INFORMATION
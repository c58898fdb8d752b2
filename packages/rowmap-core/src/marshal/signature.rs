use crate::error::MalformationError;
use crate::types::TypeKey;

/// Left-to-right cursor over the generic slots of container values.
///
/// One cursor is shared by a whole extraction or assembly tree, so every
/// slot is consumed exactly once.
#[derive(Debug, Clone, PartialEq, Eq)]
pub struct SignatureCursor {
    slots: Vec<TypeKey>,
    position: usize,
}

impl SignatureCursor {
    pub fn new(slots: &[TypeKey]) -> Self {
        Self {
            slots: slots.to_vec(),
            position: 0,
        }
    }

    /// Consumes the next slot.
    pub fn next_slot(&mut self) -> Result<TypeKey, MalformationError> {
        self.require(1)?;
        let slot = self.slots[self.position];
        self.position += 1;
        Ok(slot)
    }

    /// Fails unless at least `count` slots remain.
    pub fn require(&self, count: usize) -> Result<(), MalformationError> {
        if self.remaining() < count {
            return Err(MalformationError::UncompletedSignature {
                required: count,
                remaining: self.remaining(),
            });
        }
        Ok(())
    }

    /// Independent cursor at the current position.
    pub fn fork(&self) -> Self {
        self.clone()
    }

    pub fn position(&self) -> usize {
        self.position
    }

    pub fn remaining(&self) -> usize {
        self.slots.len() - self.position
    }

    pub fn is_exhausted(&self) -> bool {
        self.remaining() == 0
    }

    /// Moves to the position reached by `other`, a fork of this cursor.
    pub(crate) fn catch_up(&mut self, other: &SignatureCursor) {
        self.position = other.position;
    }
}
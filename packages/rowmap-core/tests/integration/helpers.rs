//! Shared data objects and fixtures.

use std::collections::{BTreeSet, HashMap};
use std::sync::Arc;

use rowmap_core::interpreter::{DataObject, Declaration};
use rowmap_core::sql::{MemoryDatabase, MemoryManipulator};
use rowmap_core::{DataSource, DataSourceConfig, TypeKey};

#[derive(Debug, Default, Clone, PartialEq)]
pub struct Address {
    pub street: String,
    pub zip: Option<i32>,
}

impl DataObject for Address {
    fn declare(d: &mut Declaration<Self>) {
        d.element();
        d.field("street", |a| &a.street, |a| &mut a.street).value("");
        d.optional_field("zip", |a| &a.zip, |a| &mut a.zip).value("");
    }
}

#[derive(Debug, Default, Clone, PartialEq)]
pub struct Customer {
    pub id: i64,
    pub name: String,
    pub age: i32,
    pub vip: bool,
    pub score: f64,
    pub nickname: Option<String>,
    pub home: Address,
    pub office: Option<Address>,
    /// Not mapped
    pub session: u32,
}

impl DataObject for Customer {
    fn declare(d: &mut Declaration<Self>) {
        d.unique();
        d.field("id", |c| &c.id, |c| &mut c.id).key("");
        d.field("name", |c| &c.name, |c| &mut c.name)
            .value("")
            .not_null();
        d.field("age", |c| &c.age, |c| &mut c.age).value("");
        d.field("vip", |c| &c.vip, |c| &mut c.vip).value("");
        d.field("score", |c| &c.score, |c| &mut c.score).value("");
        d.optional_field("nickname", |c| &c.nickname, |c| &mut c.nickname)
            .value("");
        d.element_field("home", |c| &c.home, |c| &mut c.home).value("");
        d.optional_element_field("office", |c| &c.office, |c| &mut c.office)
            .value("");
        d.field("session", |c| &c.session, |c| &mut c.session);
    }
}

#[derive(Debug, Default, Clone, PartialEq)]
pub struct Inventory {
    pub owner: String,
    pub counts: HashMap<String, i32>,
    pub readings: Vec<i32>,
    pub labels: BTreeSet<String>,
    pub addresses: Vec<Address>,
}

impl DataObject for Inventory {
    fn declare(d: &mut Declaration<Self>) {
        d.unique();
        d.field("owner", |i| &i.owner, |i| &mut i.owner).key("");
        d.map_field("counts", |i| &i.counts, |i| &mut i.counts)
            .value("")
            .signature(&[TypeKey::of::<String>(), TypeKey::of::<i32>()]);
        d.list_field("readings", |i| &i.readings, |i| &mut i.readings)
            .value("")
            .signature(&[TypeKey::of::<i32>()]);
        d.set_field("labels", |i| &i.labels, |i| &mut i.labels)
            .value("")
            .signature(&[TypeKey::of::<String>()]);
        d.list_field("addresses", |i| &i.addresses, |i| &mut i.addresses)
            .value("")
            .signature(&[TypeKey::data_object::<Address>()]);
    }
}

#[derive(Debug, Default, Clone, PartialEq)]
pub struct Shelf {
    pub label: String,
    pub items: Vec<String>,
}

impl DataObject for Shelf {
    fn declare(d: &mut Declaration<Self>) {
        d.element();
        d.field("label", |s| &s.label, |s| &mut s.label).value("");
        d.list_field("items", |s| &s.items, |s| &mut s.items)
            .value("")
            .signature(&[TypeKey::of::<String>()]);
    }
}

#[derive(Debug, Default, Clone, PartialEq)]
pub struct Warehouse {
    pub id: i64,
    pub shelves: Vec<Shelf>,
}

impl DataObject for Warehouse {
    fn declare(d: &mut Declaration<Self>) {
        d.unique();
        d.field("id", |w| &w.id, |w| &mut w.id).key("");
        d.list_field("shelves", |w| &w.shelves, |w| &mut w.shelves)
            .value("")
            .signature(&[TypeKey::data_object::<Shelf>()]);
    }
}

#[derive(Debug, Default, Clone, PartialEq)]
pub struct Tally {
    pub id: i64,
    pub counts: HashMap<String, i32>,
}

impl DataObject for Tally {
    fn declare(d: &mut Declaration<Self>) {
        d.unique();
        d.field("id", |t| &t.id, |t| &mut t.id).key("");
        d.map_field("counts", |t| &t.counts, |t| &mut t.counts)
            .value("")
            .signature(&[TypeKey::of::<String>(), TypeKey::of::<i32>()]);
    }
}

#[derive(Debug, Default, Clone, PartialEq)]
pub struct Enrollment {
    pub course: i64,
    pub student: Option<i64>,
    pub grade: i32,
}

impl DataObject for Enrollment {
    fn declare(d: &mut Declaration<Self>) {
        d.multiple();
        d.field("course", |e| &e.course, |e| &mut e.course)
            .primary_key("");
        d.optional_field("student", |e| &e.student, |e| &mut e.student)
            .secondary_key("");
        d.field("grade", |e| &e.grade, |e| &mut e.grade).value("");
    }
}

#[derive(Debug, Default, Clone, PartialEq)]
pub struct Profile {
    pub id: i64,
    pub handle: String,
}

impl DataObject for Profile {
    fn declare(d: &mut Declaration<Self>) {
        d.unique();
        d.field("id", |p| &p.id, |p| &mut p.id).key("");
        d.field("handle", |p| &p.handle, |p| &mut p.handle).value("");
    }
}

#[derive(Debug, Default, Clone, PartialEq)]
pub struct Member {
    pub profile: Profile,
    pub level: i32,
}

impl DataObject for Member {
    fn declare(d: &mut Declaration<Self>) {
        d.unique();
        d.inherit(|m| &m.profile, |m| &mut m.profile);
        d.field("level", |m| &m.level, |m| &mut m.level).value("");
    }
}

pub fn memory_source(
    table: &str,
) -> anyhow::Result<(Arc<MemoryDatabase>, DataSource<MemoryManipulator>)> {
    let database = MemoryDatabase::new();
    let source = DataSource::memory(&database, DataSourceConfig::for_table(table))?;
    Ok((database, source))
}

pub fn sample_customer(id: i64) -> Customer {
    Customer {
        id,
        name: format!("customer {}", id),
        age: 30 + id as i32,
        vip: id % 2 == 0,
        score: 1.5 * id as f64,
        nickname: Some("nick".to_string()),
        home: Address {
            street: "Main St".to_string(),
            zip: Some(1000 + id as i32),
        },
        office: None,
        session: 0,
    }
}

ACTION ITEM
Return, from the data, each line where the string "fork" occurs.

REPLY TO THE EXERCISE
    pub fn fork(&self) -> Self {
    /// Moves to the position reached by `other`, a fork of this cursor.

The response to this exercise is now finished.